Dataset entries:
'''

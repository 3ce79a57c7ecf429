//! Backend-independent entry protocol.

use super::{Lookup, PayloadStore};
use crate::clock::{Clock, SystemClock};
use crate::error::{Error, Result};
use crate::key::validate as validate_key;
use crate::meta::{MetaStore, MetadataRecord};
use crate::observability::{CacheMetrics, NoOpMetrics};
use crate::options::BackendOptions;
use crate::serialization;
use flate2::read::GzDecoder;
use flate2::write::GzEncoder;
use flate2::Compression;
use serde::de::DeserializeOwned;
use std::io::{Read, Write};
use std::sync::Arc;
use std::time::Instant;

/// Shared entry logic composed into every backend.
///
/// Owns the resolved options, the metadata store, and the clock. All
/// operations are generic over the payload medium.
#[derive(Clone)]
pub struct EntryEngine {
    options: BackendOptions,
    compression: Option<Compression>,
    meta: MetaStore,
    clock: Arc<dyn Clock>,
    metrics: Arc<dyn CacheMetrics>,
}

impl EntryEngine {
    pub fn new(options: BackendOptions, meta: MetaStore) -> Self {
        EntryEngine {
            options,
            compression: None,
            meta,
            clock: Arc::new(SystemClock),
            metrics: Arc::new(NoOpMetrics),
        }
    }

    /// Gzip payloads at `level` (0-9) before storing them.
    pub fn with_compression(mut self, level: u32) -> Self {
        self.compression = Some(Compression::new(level));
        self
    }

    pub fn with_clock(mut self, clock: Arc<dyn Clock>) -> Self {
        self.clock = clock;
        self
    }

    pub fn with_metrics(mut self, metrics: Arc<dyn CacheMetrics>) -> Self {
        self.metrics = metrics;
        self
    }

    pub fn options(&self) -> &BackendOptions {
        &self.options
    }

    pub fn meta(&self) -> &MetaStore {
        &self.meta
    }

    pub fn now(&self) -> u64 {
        self.clock.now()
    }

    /// Requested TTL if positive, the configured lifetime otherwise.
    pub fn life_time_for(&self, ttl: Option<u64>) -> u64 {
        match ttl {
            Some(secs) if secs > 0 => secs,
            _ => self.options.life_time,
        }
    }

    /// Build the metadata record for freshly stored bytes.
    pub fn metadata(&self, stored: &[u8], life_time: u64, compressed: bool) -> MetadataRecord {
        let algorithm = self.options.security.hash_algorithm;
        MetadataRecord {
            cache_control: algorithm,
            hash: self
                .options
                .security
                .test_validity
                .then(|| algorithm.digest(stored)),
            compressed,
            m_time: self.now(),
            life_time,
        }
    }

    fn compress(&self, serialized: Vec<u8>) -> Result<(Vec<u8>, bool)> {
        let Some(level) = self.compression else {
            return Ok((serialized, false));
        };
        let mut encoder = GzEncoder::new(Vec::new(), level);
        encoder.write_all(&serialized)?;
        Ok((encoder.finish()?, true))
    }

    /// Stored bytes back to serialized bytes.
    pub fn decompress(&self, record: &MetadataRecord, stored: Vec<u8>) -> Result<Vec<u8>> {
        if !record.compressed {
            return Ok(stored);
        }
        let mut decoder = GzDecoder::new(stored.as_slice());
        let mut out = Vec::new();
        decoder.read_to_end(&mut out).map_err(|e| {
            Error::InvalidCacheEntry(format!("gzip payload could not be inflated: {}", e))
        })?;
        Ok(out)
    }

    /// Write both halves of an entry; `true` only if the payload write succeeds.
    pub async fn add<S: PayloadStore>(
        &self,
        store: &S,
        key: &str,
        serialized: Vec<u8>,
        ttl: Option<u64>,
    ) -> bool {
        if let Err(e) = validate_key(key) {
            warn!("Refusing to store entry: {}", e);
            return false;
        }

        let (stored, compressed) = match self.compress(serialized) {
            Ok(pair) => pair,
            Err(e) => {
                self.metrics.record_error(key, &e.to_string());
                return false;
            }
        };

        let record = self.metadata(&stored, self.life_time_for(ttl), compressed);
        self.write_entry(store, key, stored, &record).await
    }

    async fn write_entry<S: PayloadStore>(
        &self,
        store: &S,
        key: &str,
        stored: Vec<u8>,
        record: &MetadataRecord,
    ) -> bool {
        if let Err(e) = self.meta.write(key, record).await {
            self.metrics.record_error(key, &e.to_string());
            return false;
        }

        let size = stored.len();
        match store.write(key, stored, record.expire()).await {
            Ok(()) => {
                debug!(
                    "✓ Cache ADD {} ({} bytes, lifetime {}s)",
                    key, size, record.life_time
                );
                true
            }
            Err(e) => {
                self.metrics.record_error(key, &e.to_string());
                // Leave no metadata behind for a payload that was never written.
                if let Err(e) = self.meta.delete(key).await {
                    warn!("Metadata rollback failed for {}: {}", key, e);
                    self.metrics.record_error(key, &e.to_string());
                }
                false
            }
        }
    }

    /// Metadata record of a fresh entry, evicting it if expired.
    async fn fresh_record<S: PayloadStore>(&self, store: &S, key: &str) -> Option<MetadataRecord> {
        if validate_key(key).is_err() {
            return None;
        }

        let record = self.meta.load(key).await?;

        if record.is_expired_at(self.now()) {
            debug!("Cache entry {} expired at {}", key, record.expire());
            self.remove(store, key).await;
            self.metrics.record_eviction(key);
            return None;
        }

        match store.contains(key).await {
            Ok(true) => Some(record),
            Ok(false) => None,
            Err(e) => {
                self.metrics.record_error(key, &e.to_string());
                None
            }
        }
    }

    pub async fn test<S: PayloadStore>(&self, store: &S, key: &str) -> bool {
        self.fresh_record(store, key).await.is_some()
    }

    /// Read a fresh entry and check its digest.
    async fn read_verified<S: PayloadStore>(
        &self,
        store: &S,
        key: &str,
    ) -> Lookup<(MetadataRecord, Vec<u8>)> {
        let Some(record) = self.fresh_record(store, key).await else {
            return Lookup::Miss;
        };

        let stored = match store.read(key).await {
            Ok(Some(bytes)) if !bytes.is_empty() => bytes,
            Ok(_) => return Lookup::Empty,
            Err(e) => {
                self.metrics.record_error(key, &e.to_string());
                return Lookup::Empty;
            }
        };

        if self.options.security.test_validity {
            if let Some(expected) = &record.hash {
                if !record.cache_control.verify(&stored, expected) {
                    self.metrics.record_corrupted(key);
                    if self.options.security.remove_corrupted {
                        warn!("Removing corrupted cache entry {}", key);
                        self.remove(store, key).await;
                    } else {
                        warn!("Cache entry {} failed integrity check, left in place", key);
                    }
                    return Lookup::Miss;
                }
            }
        }

        Lookup::Hit((record, stored))
    }

    pub async fn load<S: PayloadStore>(&self, store: &S, key: &str) -> Lookup<Vec<u8>> {
        let timer = Instant::now();
        let result = self.read_verified(store, key).await.map(|(_, stored)| stored);
        self.record_lookup(key, result.is_hit(), timer);
        result
    }

    pub async fn load_value<S, T>(&self, store: &S, key: &str) -> Lookup<T>
    where
        S: PayloadStore,
        T: DeserializeOwned,
    {
        let timer = Instant::now();
        let result = match self.read_verified(store, key).await {
            Lookup::Hit((record, stored)) => match self.decode(&record, stored) {
                Ok(value) => Lookup::Hit(value),
                Err(e) => {
                    warn!("Cache entry {} could not be decoded: {}", key, e);
                    self.metrics.record_corrupted(key);
                    if self.options.security.remove_corrupted {
                        self.remove(store, key).await;
                    }
                    Lookup::Miss
                }
            },
            Lookup::Empty => Lookup::Empty,
            Lookup::Miss => Lookup::Miss,
        };
        self.record_lookup(key, result.is_hit(), timer);
        result
    }

    fn decode<T: DeserializeOwned>(&self, record: &MetadataRecord, stored: Vec<u8>) -> Result<T> {
        let serialized = self.decompress(record, stored)?;
        serialization::deserialize_from_cache(&serialized)
    }

    fn record_lookup(&self, key: &str, hit: bool, timer: Instant) {
        if hit {
            debug!("✓ Cache LOAD {} -> HIT", key);
            self.metrics.record_hit(key, timer.elapsed());
        } else {
            debug!("✓ Cache LOAD {} -> MISS", key);
            self.metrics.record_miss(key, timer.elapsed());
        }
    }

    fn removal_succeeded(&self, key: &str, result: Result<()>) -> bool {
        match result {
            Ok(()) => true,
            Err(e) => {
                self.metrics.record_error(key, &e.to_string());
                false
            }
        }
    }

    /// Delete both halves, attempting each regardless of the other.
    pub async fn remove<S: PayloadStore>(&self, store: &S, key: &str) -> bool {
        if validate_key(key).is_err() {
            return false;
        }

        let (meta_result, payload_result) =
            futures::join!(self.meta.delete(key), store.delete(key));
        let meta_removed = self.removal_succeeded(key, meta_result);
        let payload_removed = self.removal_succeeded(key, payload_result);

        if meta_removed && payload_removed {
            debug!("✓ Cache REMOVE {}", key);
        } else {
            warn!(
                "Partial removal of {} (metadata: {}, payload: {})",
                key, meta_removed, payload_removed
            );
        }
        meta_removed && payload_removed
    }

    /// Rewrite a fresh entry with its lifetime extended by `extra` seconds.
    ///
    /// `m_time` is kept, so the new expiry is the old one plus `extra`.
    pub async fn touch<S: PayloadStore>(&self, store: &S, key: &str, extra: i64) -> bool {
        let Lookup::Hit((record, stored)) = self.read_verified(store, key).await else {
            return false;
        };

        let previous = record.life_time;
        let touched = MetadataRecord {
            life_time: record.extended_life_time(extra),
            ..record
        };
        debug!(
            "Touching {}: lifetime {}s -> {}s",
            key, previous, touched.life_time
        );
        self.write_entry(store, key, stored, &touched).await
    }
}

'''

## Description of the task
What lines in the entries contain "crate"? Report each one by copying it.

## Your solution
use crate::clock::{Clock, SystemClock};
use crate::error::{Error, Result};
use crate::key::validate as validate_key;
use crate::meta::{MetaStore, MetadataRecord};
use crate::observability::{CacheMetrics, NoOpMetrics};
use crate::options::BackendOptions;
use crate::serialization;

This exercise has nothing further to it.